RECORDS TO PROCESS:
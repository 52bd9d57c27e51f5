//! Geofence core: region bookkeeping and replay-on-ready delivery.
//!
//! # Architecture
//!
//! ```text
//! ┌─────────────────────────────────────────────────────────────┐
//! │                     Domain Layer                             │
//! │  types.rs  - GeoRegion, RegionState, TransitionEvent (pure)  │
//! │  codec.rs  - Byte encoding for regions                       │
//! │  store.rs  - Region bookkeeping and transition resolution    │
//! │  gate.rs   - NotStarted/Starting/Ready delivery gate         │
//! └─────────────────────────────────────────────────────────────┘
//!                              │
//!                              ▼
//! ┌─────────────────────────────────────────────────────────────┐
//! │                        Seams                                 │
//! │  platform.rs    - OS geofencing, location, permissions       │
//! │  persistence.rs - Handles, regions, event queue              │
//! │  memory.rs      - In-process persistence                     │
//! └─────────────────────────────────────────────────────────────┘
//! ```
//!
//! # Example
//!
//! ```ignore
//! use geofence_core::{BackgroundGate, MemoryQueue, RegionStore, RegionState};
//!
//! let mut gate = BackgroundGate::new(Arc::new(MemoryQueue::new()));
//! if let Some(event) = store.resolve_transition("home", RegionState::Inside, here) {
//!     gate.admit(event)?;
//! }
//! ```

pub mod codec;
mod error;
mod gate;
mod memory;
mod persistence;
mod platform;
mod store;
#[cfg(any(test, feature = "testing"))]
pub mod testing;
mod types;

pub use codec::CodecError;
pub use error::{GeofenceError, Result};
pub use gate::{Admission, BackgroundGate, GateState};
pub use memory::{MemoryHandleStore, MemoryQueue, MemoryRegionRepository};
pub use persistence::{
    CallbackHandles, EventQueue, HandleStore, RegionRepository, KEY_CALLBACK_DISPATCHER_HANDLE,
    KEY_USER_CALLBACK_HANDLE,
};
pub use platform::{
    BackgroundLauncher, GeofenceAdapter, LocationFix, LocationProvider, NullPlatform,
    PermissionProvider,
};
pub use store::RegionStore;
pub use types::{
    Coordinate, EventSet, GeoEvent, GeoRegion, RegionError, RegionState, TransitionEvent,
    DEFAULT_RADIUS_METERS,
};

PROBLEM STATEMENT: For this task, copy every line of the material in which "bookkeeping" appears.

REPLY:
//! Geofence core: region bookkeeping and replay-on-ready delivery.
//! │  store.rs  - Region bookkeeping and transition resolution    │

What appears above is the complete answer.